[[ Data open ]]
//! Core traits and types for quasi-Newton minimization.
//!
//! This crate provides everything the minimizers in `qnopt-optim` share:
//! the scalar abstraction, the return-code taxonomy, the evaluation
//! contract between a problem and an optimizer, parameter records with
//! validation, the orthant-wise (L1) helpers and the line searches.
//!
//! # Key Concepts
//!
//! - **Evaluation logic**: maps a point to an objective value and gradient,
//!   and observes progress after every accepted iteration
//! - **Line search**: picks a step along a descent direction, or fails with
//!   a typed return code
//! - **Return code**: every run ends with one, success or not; failures are
//!   data, never panics
//!
//! # Modules
//!
//! - [`error`]: return codes and the collaborator error type
//! - [`evaluation`]: evaluation contract and adapters
//! - [`types`]: scalar trait, vector aliases and numerical constants
//! - [`optimization`]: parameters, line searches, result record, optimizer trait

pub mod core;
pub mod optimization;
pub mod utils;

#[cfg(any(test, feature = "test-utils"))]
pub use utils::test_functions;

// Re-export core modules at the crate root
pub use crate::core::{error, evaluation, types};
pub use optimization::{line_search, orthantwise, params};

pub use error::{OptimizerError, Result, ReturnCode};

/// Prelude module for convenient imports.
///
/// # Example
/// ```
/// use qnopt_core::prelude::*;
/// ```
pub mod prelude {
    pub use crate::core::error::{OptimizerError, Result, ReturnCode};
    pub use crate::core::evaluation::{
        CallbackData, CountingEvaluation, EvaluationLogic, FiniteDifference, FnEvaluation,
        FnObjective, Objective, ProgressReport, WithProgress,
    };
    pub use crate::core::types::{constants, DMatrix, DVector, Scalar};
    pub use crate::optimization::{
        BacktrackingArmijo, BacktrackingOrthantWise, BacktrackingStrongWolfe, BacktrackingWolfe,
        LineSearch, LineSearchAlgorithm, LineSearchFailure, LineSearchIncomplete,
        LineSearchOutcome, LineSearchParams, LineSearchStep, LineSearchStrategy, MoreThuente,
        OptimizationResult, Optimizer, OrthantWiseParams, Parameters, Path, PrintProgress,
    };
}
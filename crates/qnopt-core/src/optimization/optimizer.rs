//! Result record and the common optimizer interface.
//!
//! Every engine returns an [`OptimizationResult`] instead of an error: the
//! return code says how the run ended and the caller decides what to trust.
//! On failure `optimized_variables` and `final_function_value` describe the
//! last accepted point, not a minimizer.

use crate::{
    core::evaluation::EvaluationLogic,
    error::{OptimizerError, ReturnCode},
    types::{DVector, Scalar},
};
use std::fmt::Debug;
use std::time::Duration;

#[cfg(feature = "serde")]
use serde::{Deserialize, Serialize};

/// Last accepted point when a line search fails.
#[derive(Debug, Clone, PartialEq)]
#[cfg_attr(feature = "serde", derive(Serialize, Deserialize))]
pub struct LineSearchIncomplete<T: Scalar> {
    /// Point the failed line search started from
    pub variable_values: DVector<T>,
    /// Objective at that point
    pub function_value: T,
}

/// Terminal outcome of a run.
#[derive(Debug, Clone)]
pub struct OptimizationResult<T: Scalar> {
    /// How the run ended
    pub return_code: ReturnCode,

    /// Final point, or the last accepted point on failure
    pub optimized_variables: DVector<T>,

    /// Objective at `optimized_variables`, absent when nothing was evaluated
    pub final_function_value: Option<T>,

    /// Diagnostics of a failed line search
    pub line_search_incomplete: Option<LineSearchIncomplete<T>>,

    /// Number of completed iterations
    pub iterations: usize,

    /// Number of calls into the evaluation logic
    pub evaluations: usize,

    /// Wall-clock time of the run
    pub duration: Duration,
}

impl<T: Scalar> OptimizationResult<T> {
    /// Creates a result with no evaluations recorded.
    pub fn new(return_code: ReturnCode, optimized_variables: DVector<T>, duration: Duration) -> Self {
        Self {
            return_code,
            optimized_variables,
            final_function_value: None,
            line_search_incomplete: None,
            iterations: 0,
            evaluations: 0,
            duration,
        }
    }

    /// Result of a run rejected before the first evaluation.
    pub fn rejected(return_code: ReturnCode, x0: &DVector<T>) -> Self {
        Self::new(return_code, x0.clone(), Duration::ZERO)
    }

    /// Sets the final objective value.
    pub fn with_final_value(mut self, value: T) -> Self {
        self.final_function_value = Some(value);
        self
    }

    /// Attaches the diagnostics of a failed line search.
    pub fn with_line_search_incomplete(mut self, x: DVector<T>, f: T) -> Self {
        self.line_search_incomplete = Some(LineSearchIncomplete {
            variable_values: x,
            function_value: f,
        });
        self
    }

    /// Sets the iteration count.
    pub fn with_iterations(mut self, iterations: usize) -> Self {
        self.iterations = iterations;
        self
    }

    /// Sets the evaluation count.
    pub fn with_evaluations(mut self, evaluations: usize) -> Self {
        self.evaluations = evaluations;
        self
    }

    /// Returns `true` when the return code belongs to the success family.
    pub fn is_success(&self) -> bool {
        self.return_code.is_success()
    }

    /// Converts a failed run into an error, for `?`-style callers.
    pub fn into_result(self) -> Result<Self, OptimizerError> {
        if self.is_success() {
            Ok(self)
        } else {
            Err(OptimizerError::Terminated {
                code: self.return_code,
            })
        }
    }
}

/// Common interface of the minimizers.
pub trait Optimizer<T>: Debug
where
    T: Scalar,
{
    /// Human-readable name, used in logs.
    fn name(&self) -> &str;

    /// Minimizes the objective provided by `logic`, starting from `x0`.
    ///
    /// `n` is the problem dimension and must equal `x0.len()`. Invalid
    /// configurations are reported through the return code before any
    /// evaluation.
    fn minimize<E>(&mut self, n: usize, x0: &DVector<T>, logic: &mut E) -> OptimizationResult<T>
    where
        E: EvaluationLogic<T> + ?Sized;
}

#[cfg(test)]
mod tests {
    use super::*;

    #[test]
    fn test_builder() {
        let x = DVector::from_vec(vec![1.0, 2.0]);
        let result = OptimizationResult::new(ReturnCode::MinimumStep, x.clone(), Duration::ZERO)
            .with_final_value(3.0)
            .with_line_search_incomplete(x.clone(), 3.0)
            .with_iterations(4)
            .with_evaluations(9);

        assert!(!result.is_success());
        assert_eq!(result.final_function_value, Some(3.0));
        assert_eq!(result.iterations, 4);
        let incomplete = result.line_search_incomplete.clone().unwrap();
        assert_eq!(incomplete.variable_values, x);

        let err = result.into_result().unwrap_err();
        assert_eq!(err.return_code(), ReturnCode::MinimumStep);
    }

    #[test]
    fn test_rejected_has_no_value() {
        let x0 = DVector::from_vec(vec![0.5]);
        let result = OptimizationResult::<f64>::rejected(ReturnCode::InvalidN, &x0);
        assert_eq!(result.final_function_value, None);
        assert_eq!(result.evaluations, 0);
        assert_eq!(result.optimized_variables, x0);
        assert!(result.into_result().is_err());
    }
}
[[ Data closed ]]
#### What the task asks
Every record must be transcribed precisely, down to the last character.

#### Result for this task
//! Core traits and types for quasi-Newton minimization.
//!
//! This crate provides everything the minimizers in `qnopt-optim` share:
//! the scalar abstraction, the return-code taxonomy, the evaluation
//! contract between a problem and an optimizer, parameter records with
//! validation, the orthant-wise (L1) helpers and the line searches.
//!
//! # Key Concepts
//!
//! - **Evaluation logic**: maps a point to an objective value and gradient,
//!   and observes progress after every accepted iteration
//! - **Line search**: picks a step along a descent direction, or fails with
//!   a typed return code
//! - **Return code**: every run ends with one, success or not; failures are
//!   data, never panics
//!
//! # Modules
//!
//! - [`error`]: return codes and the collaborator error type
//! - [`evaluation`]: evaluation contract and adapters
//! - [`types`]: scalar trait, vector aliases and numerical constants
//! - [`optimization`]: parameters, line searches, result record, optimizer trait

pub mod core;
pub mod optimization;
pub mod utils;

#[cfg(any(test, feature = "test-utils"))]
pub use utils::test_functions;

// Re-export core modules at the crate root
pub use crate::core::{error, evaluation, types};
pub use optimization::{line_search, orthantwise, params};

pub use error::{OptimizerError, Result, ReturnCode};

/// Prelude module for convenient imports.
///
/// # Example
/// ```
/// use qnopt_core::prelude::*;
/// ```
pub mod prelude {
    pub use crate::core::error::{OptimizerError, Result, ReturnCode};
    pub use crate::core::evaluation::{
        CallbackData, CountingEvaluation, EvaluationLogic, FiniteDifference, FnEvaluation,
        FnObjective, Objective, ProgressReport, WithProgress,
    };
    pub use crate::core::types::{constants, DMatrix, DVector, Scalar};
    pub use crate::optimization::{
        BacktrackingArmijo, BacktrackingOrthantWise, BacktrackingStrongWolfe, BacktrackingWolfe,
        LineSearch, LineSearchAlgorithm, LineSearchFailure, LineSearchIncomplete,
        LineSearchOutcome, LineSearchParams, LineSearchStep, LineSearchStrategy, MoreThuente,
        OptimizationResult, Optimizer, OrthantWiseParams, Parameters, Path, PrintProgress,
    };
}
filename crates/qnopt-core/src/optimization/optimizer.rs
//! Result record and the common optimizer interface.
//!
//! Every engine returns an [`OptimizationResult`] instead of an error: the
//! return code says how the run ended and the caller decides what to trust.
//! On failure `optimized_variables` and `final_function_value` describe the
//! last accepted point, not a minimizer.

use crate::{
    core::evaluation::EvaluationLogic,
    error::{OptimizerError, ReturnCode},
    types::{DVector, Scalar},
};
use std::fmt::Debug;
use std::time::Duration;

#[cfg(feature = "serde")]
use serde::{Deserialize, Serialize};

/// Last accepted point when a line search fails.
#[derive(Debug, Clone, PartialEq)]
#[cfg_attr(feature = "serde", derive(Serialize, Deserialize))]
pub struct LineSearchIncomplete<T: Scalar> {
    /// Point the failed line search started from
    pub variable_values: DVector<T>,
    /// Objective at that point
    pub function_value: T,
}

/// Terminal outcome of a run.
#[derive(Debug, Clone)]
pub struct OptimizationResult<T: Scalar> {
    /// How the run ended
    pub return_code: ReturnCode,

    /// Final point, or the last accepted point on failure
    pub optimized_variables: DVector<T>,

    /// Objective at `optimized_variables`, absent when nothing was evaluated
    pub final_function_value: Option<T>,

    /// Diagnostics of a failed line search
    pub line_search_incomplete: Option<LineSearchIncomplete<T>>,

    /// Number of completed iterations
    pub iterations: usize,

    /// Number of calls into the evaluation logic
    pub evaluations: usize,

    /// Wall-clock time of the run
    pub duration: Duration,
}

impl<T: Scalar> OptimizationResult<T> {
    /// Creates a result with no evaluations recorded.
    pub fn new(return_code: ReturnCode, optimized_variables: DVector<T>, duration: Duration) -> Self {
        Self {
            return_code,
            optimized_variables,
            final_function_value: None,
            line_search_incomplete: None,
            iterations: 0,
            evaluations: 0,
            duration,
        }
    }

    /// Result of a run rejected before the first evaluation.
    pub fn rejected(return_code: ReturnCode, x0: &DVector<T>) -> Self {
        Self::new(return_code, x0.clone(), Duration::ZERO)
    }

    /// Sets the final objective value.
    pub fn with_final_value(mut self, value: T) -> Self {
        self.final_function_value = Some(value);
        self
    }

    /// Attaches the diagnostics of a failed line search.
    pub fn with_line_search_incomplete(mut self, x: DVector<T>, f: T) -> Self {
        self.line_search_incomplete = Some(LineSearchIncomplete {
            variable_values: x,
            function_value: f,
        });
        self
    }

    /// Sets the iteration count.
    pub fn with_iterations(mut self, iterations: usize) -> Self {
        self.iterations = iterations;
        self
    }

    /// Sets the evaluation count.
    pub fn with_evaluations(mut self, evaluations: usize) -> Self {
        self.evaluations = evaluations;
        self
    }

    /// Returns `true` when the return code belongs to the success family.
    pub fn is_success(&self) -> bool {
        self.return_code.is_success()
    }

    /// Converts a failed run into an error, for `?`-style callers.
    pub fn into_result(self) -> Result<Self, OptimizerError> {
        if self.is_success() {
            Ok(self)
        } else {
            Err(OptimizerError::Terminated {
                code: self.return_code,
            })
        }
    }
}

/// Common interface of the minimizers.
pub trait Optimizer<T>: Debug
where
    T: Scalar,
{
    /// Human-readable name, used in logs.
    fn name(&self) -> &str;

    /// Minimizes the objective provided by `logic`, starting from `x0`.
    ///
    /// `n` is the problem dimension and must equal `x0.len()`. Invalid
    /// configurations are reported through the return code before any
    /// evaluation.
    fn minimize<E>(&mut self, n: usize, x0: &DVector<T>, logic: &mut E) -> OptimizationResult<T>
    where
        E: EvaluationLogic<T> + ?Sized;
}

#[cfg(test)]
mod tests {
    use super::*;

    #[test]
    fn test_builder() {
        let x = DVector::from_vec(vec![1.0, 2.0]);
        let result = OptimizationResult::new(ReturnCode::MinimumStep, x.clone(), Duration::ZERO)
            .with_final_value(3.0)
            .with_line_search_incomplete(x.clone(), 3.0)
            .with_iterations(4)
            .with_evaluations(9);

        assert!(!result.is_success());
        assert_eq!(result.final_function_value, Some(3.0));
        assert_eq!(result.iterations, 4);
        let incomplete = result.line_search_incomplete.clone().unwrap();
        assert_eq!(incomplete.variable_values, x);

        let err = result.into_result().unwrap_err();
        assert_eq!(err.return_code(), ReturnCode::MinimumStep);
    }

    #[test]
    fn test_rejected_has_no_value() {
        let x0 = DVector::from_vec(vec![0.5]);
        let result = OptimizationResult::<f64>::rejected(ReturnCode::InvalidN, &x0);
        assert_eq!(result.final_function_value, None);
        assert_eq!(result.evaluations, 0);
        assert_eq!(result.optimized_variables, x0);
        assert!(result.into_result().is_err());
    }
}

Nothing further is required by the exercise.